Tn‐ and T‐ glycosylation is not restricted to higher metazoan organisms. These O‐glycosylations are already used by mollusks 26, and the T antigen appears to be normally expressed on the surface of eggs and liver cells of Schistosoma mansoni. Sera from patients infected with this worm produce antibodies against cancerous tissue, whereas experimentally infected mice generate antibodies against Tn and T antigenic epitopes 62. Furthermore, upon their accumulation in vertebrate tissue, invertebrate immune systems recognize Tn and T antigenic epitopes or aberrant “A‐like” structures specifically via two pathways. The egg‐protecting hemagglutinating protein from H. pomatia has been established as a tumor cell marker and a prognostic indicator of different human tumor cell lineages 63, and its hexameric structure 64 may give rise to speculation regarding an evolutionary relationship to the mammalian nonimmune or ancestral immunoglobulin M. These molluscan agglutinins are produced in the albumen gland (connected to the oviduct), and emerging from the coat proteins of fertilized eggs. They most likely reflect the snail‐intrinsic, reversible O‐GalNAc glycosylations 64, 65, initiating protein glycosylations even in mollusks 26. While the agglutinins are engaged in self‐defense, the agglutinin‐free hemocyanin from H. pomatia (HPH) exerted strong anti‐proliferative effects in murine models of colon carcinoma 66. In addition, Concholepas hemocyanin inhibits the growth of bladder tumors 67, and the Gal(β1‐3)GalNAc‐bearing hemocyanin of Megathura crenulata (keyhole limpet hemocyanin, KLH) shows cross‐reactivity with T antigen 68, inducing a potent Th1‐dominant immune response 69 and was used as an effective immunogenic carrier in dendritic cell vaccination developed for immunotherapy of human B cell lymphoma 70.

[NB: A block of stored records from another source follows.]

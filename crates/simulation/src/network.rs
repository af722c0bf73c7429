//! Simulated network: fixed wire delay plus failed-node message drops.

use paxchain_types::{NodeId, NET_DELAY};
use std::collections::HashSet;
use std::time::Duration;

/// Configuration for the simulated network.
#[derive(Debug, Clone)]
pub struct NetworkConfig {
    /// One-way delivery latency. The fixed artificial delay is part of the
    /// protocol's observable timing model, so there is no jitter.
    pub latency: Duration,
}

impl Default for NetworkConfig {
    fn default() -> Self {
        NetworkConfig { latency: NET_DELAY }
    }
}

/// Delivery decisions for the five-node cluster.
///
/// A node in the down set neither sends nor receives: messages are dropped
/// at delivery time, which also kills traffic that was in flight when the
/// node failed.
#[derive(Debug, Default)]
pub struct SimulatedNetwork {
    config: NetworkConfig,
    down: HashSet<NodeId>,
}

impl SimulatedNetwork {
    pub fn new(config: NetworkConfig) -> Self {
        SimulatedNetwork {
            config,
            down: HashSet::new(),
        }
    }

    /// Mark a node as failed: all its traffic drops.
    pub fn fail(&mut self, node: NodeId) {
        self.down.insert(node);
    }

    /// Restore a node's connectivity.
    pub fn heal(&mut self, node: NodeId) {
        self.down.remove(&node);
    }

    /// Whether a node is currently down.
    pub fn is_down(&self, node: NodeId) -> bool {
        self.down.contains(&node)
    }

    /// `Some(latency)` if a message from `from` to `to` should be
    /// delivered, `None` if either endpoint is down.
    pub fn should_deliver(&self, from: NodeId, to: NodeId) -> Option<Duration> {
        if self.is_down(from) || self.is_down(to) {
            return None;
        }
        Some(self.config.latency)
    }

    pub fn config(&self) -> &NetworkConfig {
        &self.config
    }
}
//! Ledger blocks and the proof-of-work tag.

use crate::{Digest, NodeId, NONCE_LEN};
use rand::distributions::Alphanumeric;
use rand::Rng;
use serde::{Deserialize, Serialize};

/// One committed transfer.
///
/// Identity is fully determined by content: `hash` commits to the transfer,
/// the nonce, and the predecessor digest, so equal blocks are byte-equal on
/// the wire and tampering breaks the chain.
#[derive(Debug, Clone, PartialEq, Eq, Serialize, Deserialize)]
pub struct Block {
    /// Paying account.
    pub sender: NodeId,
    /// Receiving account.
    pub receiver: NodeId,
    /// Transferred amount, strictly positive.
    pub amount: u64,
    /// 8-character alphanumeric proof-of-work token.
    pub nonce: String,
    /// Digest of the predecessor block, or [`Digest::ZERO`] at depth 0.
    pub prev_hash: Digest,
    /// Digest over `(sender, receiver, amount, nonce, prev_hash)`.
    pub hash: Digest,
}

impl Block {
    /// Assemble a block, computing its content digest.
    pub fn seal(
        sender: NodeId,
        receiver: NodeId,
        amount: u64,
        nonce: String,
        prev_hash: Digest,
    ) -> Self {
        let mut block = Block {
            sender,
            receiver,
            amount,
            nonce,
            prev_hash,
            hash: Digest::ZERO,
        };
        block.hash = block.content_digest();
        block
    }

    /// The transfer-plus-nonce preimage: `sender ∥ receiver ∥ amount ∥ nonce`
    /// as decimal text, no separators.
    fn pow_preimage(&self) -> String {
        format!("{}{}{}{}", self.sender, self.receiver, self.amount, self.nonce)
    }

    /// The proof-of-work digest (excludes `prev_hash`).
    pub fn pow_digest(&self) -> Digest {
        Digest::of(self.pow_preimage())
    }

    /// Whether the proof-of-work tag holds for this block's nonce.
    pub fn pow_ok(&self) -> bool {
        self.pow_digest().pow_tag_ok()
    }

    /// Recompute the block digest from its fields.
    pub fn content_digest(&self) -> Digest {
        Digest::of(format!("{}{}", self.pow_preimage(), self.prev_hash))
    }

    /// Structural validity: distinct accounts, positive amount.
    pub fn well_formed(&self) -> bool {
        self.sender != self.receiver && self.amount > 0
    }

    /// Full self-check: structure, proof-of-work, and stored digest.
    pub fn verify(&self) -> bool {
        self.well_formed() && self.pow_ok() && self.hash == self.content_digest()
    }

    /// Rebind this block to a new predecessor.
    ///
    /// The transfer and nonce are unchanged (the proof-of-work preimage does
    /// not include `prev_hash`), so the tag stays valid; only the block
    /// digest is recomputed. Used when a proposal must be re-issued after
    /// the ledger tip moved underneath it.
    pub fn rechain(&self, prev_hash: Digest) -> Block {
        Block::seal(
            self.sender,
            self.receiver,
            self.amount,
            self.nonce.clone(),
            prev_hash,
        )
    }
}

/// Draw one candidate nonce: [`NONCE_LEN`] alphanumeric characters.
pub fn random_nonce<R: Rng>(rng: &mut R) -> String {
    (0..NONCE_LEN)
        .map(|_| rng.sample(Alphanumeric) as char)
        .collect()
}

The metabolic relationship of the Tn and T antigens to other developmental antigens, such as the heterogenetic Forssman antigen, with the structure GalNAcα1‐3GalNAcβ1‐3Galα1‐4Galβ1‐4Glc‐R, remains unknown. While Tn and T are common trans‐species, metazoan structures that occur even in mollusks 26, one must differentiate between Forssman‐positive (F+) metazoans, such as mice, and the Forrsman negative (F‐) human. Hakomori et al. described chemically and immunologically detectable levels of the Forssman glycolipid as a normal component of the human gastrointestinal mucosa 71, while they discovered Forssman glycolipids in the tumors of F‐ individuals but did not find them in F+ individuals. Although such F+ tumors arise independently of the ABO(H) blood group, they exert strong cross‐reactivity with blood group A determinants, whereas the Forssman antibody also occurs independently of the ABO(H) blood group 72.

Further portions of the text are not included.